» Your instructions
Lines with the word "json": copy all of them from the entries below.

» Stored data
-------
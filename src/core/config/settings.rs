use super::parsing::{
    env_optional, env_or_default, parse_bool, parse_cors_origins, parse_environment,
    parse_string_list, parse_u16, parse_u64,
};
use super::types::{
    ApiSettings, ConfigError, CorsSettings, DatabaseSettings, RuntimeSettings, S3Settings,
    ServerHost, ServerPort, ServerSettings, Settings, StorageSettings, TelemetrySettings,
};

impl Settings {
    pub(crate) fn load() -> Result<Self, ConfigError> {
        let host = env_or_default("AULA_HOST", "0.0.0.0");
        let port = env_or_default("AULA_PORT", "8000");

        let environment =
            parse_environment(env_optional("AULA_ENV").or_else(|| env_optional("ENVIRONMENT")));
        let strict_config =
            env_optional("AULA_STRICT_CONFIG").map(|value| parse_bool(&value)).unwrap_or(false)
                || environment.is_production();

        let project_name = env_or_default("PROJECT_NAME", "Aula Courses API");
        let version = env_or_default("VERSION", env!("CARGO_PKG_VERSION"));

        let cors_origins = parse_cors_origins(env_optional("BACKEND_CORS_ORIGINS"))?;

        let postgres_server = env_or_default("POSTGRES_SERVER", "localhost");
        let postgres_port = parse_u16("POSTGRES_PORT", env_or_default("POSTGRES_PORT", "5432"))?;
        let postgres_user = env_or_default("POSTGRES_USER", "aula");
        let postgres_password = env_or_default("POSTGRES_PASSWORD", "");
        let postgres_db = env_or_default("POSTGRES_DB", "aula_db");
        let database_url = env_optional("DATABASE_URL");

        let max_upload_size_mb =
            parse_u64("MAX_UPLOAD_SIZE_MB", env_or_default("MAX_UPLOAD_SIZE_MB", "10"))?;
        let allowed_attachment_extensions = parse_string_list(
            env_optional("ALLOWED_ATTACHMENT_EXTENSIONS"),
            &["pdf", "txt", "md", "png", "jpg", "jpeg", "zip", "mp4"],
        );

        let s3_endpoint = env_or_default("S3_ENDPOINT", "https://storage.googleapis.com");
        let s3_access_key = env_or_default("S3_ACCESS_KEY", "");
        let s3_secret_key = env_or_default("S3_SECRET_KEY", "");
        let s3_bucket = env_or_default("S3_BUCKET", "aula-attachments");
        let s3_region = env_or_default("S3_REGION", "us-east-1");

        let log_level = env_or_default("AULA_LOG_LEVEL", "info");
        let json = env_optional("AULA_LOG_JSON").map(|value| parse_bool(&value)).unwrap_or(false);
        let prometheus_enabled =
            env_optional("PROMETHEUS_ENABLED").map(|value| parse_bool(&value)).unwrap_or(false);

        let settings = Self {
            server: ServerSettings {
                host: ServerHost::parse(host)?,
                port: ServerPort::parse(port)?,
            },
            runtime: RuntimeSettings { environment, strict_config },
            api: ApiSettings { project_name, version },
            cors: CorsSettings { origins: cors_origins },
            database: DatabaseSettings {
                postgres_server,
                postgres_port,
                postgres_user,
                postgres_password,
                postgres_db,
                database_url,
            },
            storage: StorageSettings { max_upload_size_mb, allowed_attachment_extensions },
            s3: S3Settings {
                endpoint: s3_endpoint,
                access_key: s3_access_key,
                secret_key: s3_secret_key,
                bucket: s3_bucket,
                region: s3_region,
            },
            telemetry: TelemetrySettings { log_level, json, prometheus_enabled },
        };

        settings.validate()?;
        Ok(settings)
    }

    pub(crate) fn server_addr(&self) -> String {
        format!("{}:{}", self.server.host.0, self.server.port.0)
    }

    pub(crate) fn server_host(&self) -> &str {
        &self.server.host.0
    }

    pub(crate) fn server_port(&self) -> u16 {
        self.server.port.0
    }

    pub(crate) fn api(&self) -> &ApiSettings {
        &self.api
    }

    pub(crate) fn cors(&self) -> &CorsSettings {
        &self.cors
    }

    pub(crate) fn database(&self) -> &DatabaseSettings {
        &self.database
    }

    pub(crate) fn storage(&self) -> &StorageSettings {
        &self.storage
    }

    pub(crate) fn s3(&self) -> &S3Settings {
        &self.s3
    }

    pub(crate) fn telemetry(&self) -> &TelemetrySettings {
        &self.telemetry
    }

    pub(crate) fn runtime(&self) -> &RuntimeSettings {
        &self.runtime
    }

    fn validate(&self) -> Result<(), ConfigError> {
        if self.storage.allowed_attachment_extensions.is_empty() {
            return Err(ConfigError::InvalidValue {
                field: "ALLOWED_ATTACHMENT_EXTENSIONS",
                value: String::from("<empty>"),
            });
        }

        if self.storage.max_upload_size_mb == 0 {
            return Err(ConfigError::InvalidValue {
                field: "MAX_UPLOAD_SIZE_MB",
                value: "0".to_string(),
            });
        }

        if !(self.runtime.strict_config || self.runtime.environment.is_production()) {
            return Ok(());
        }

        if self.database.database_url.is_none() && self.database.postgres_password.is_empty() {
            return Err(ConfigError::MissingSecret("POSTGRES_PASSWORD"));
        }
        if self.s3.access_key.is_empty() || self.s3.secret_key.is_empty() {
            return Err(ConfigError::MissingSecret("S3_ACCESS_KEY/S3_SECRET_KEY"));
        }

        Ok(())
    }
}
-------
» Exercise result
        let json = env_optional("AULA_LOG_JSON").map(|value| parse_bool(&value)).unwrap_or(false);
            telemetry: TelemetrySettings { log_level, json, prometheus_enabled },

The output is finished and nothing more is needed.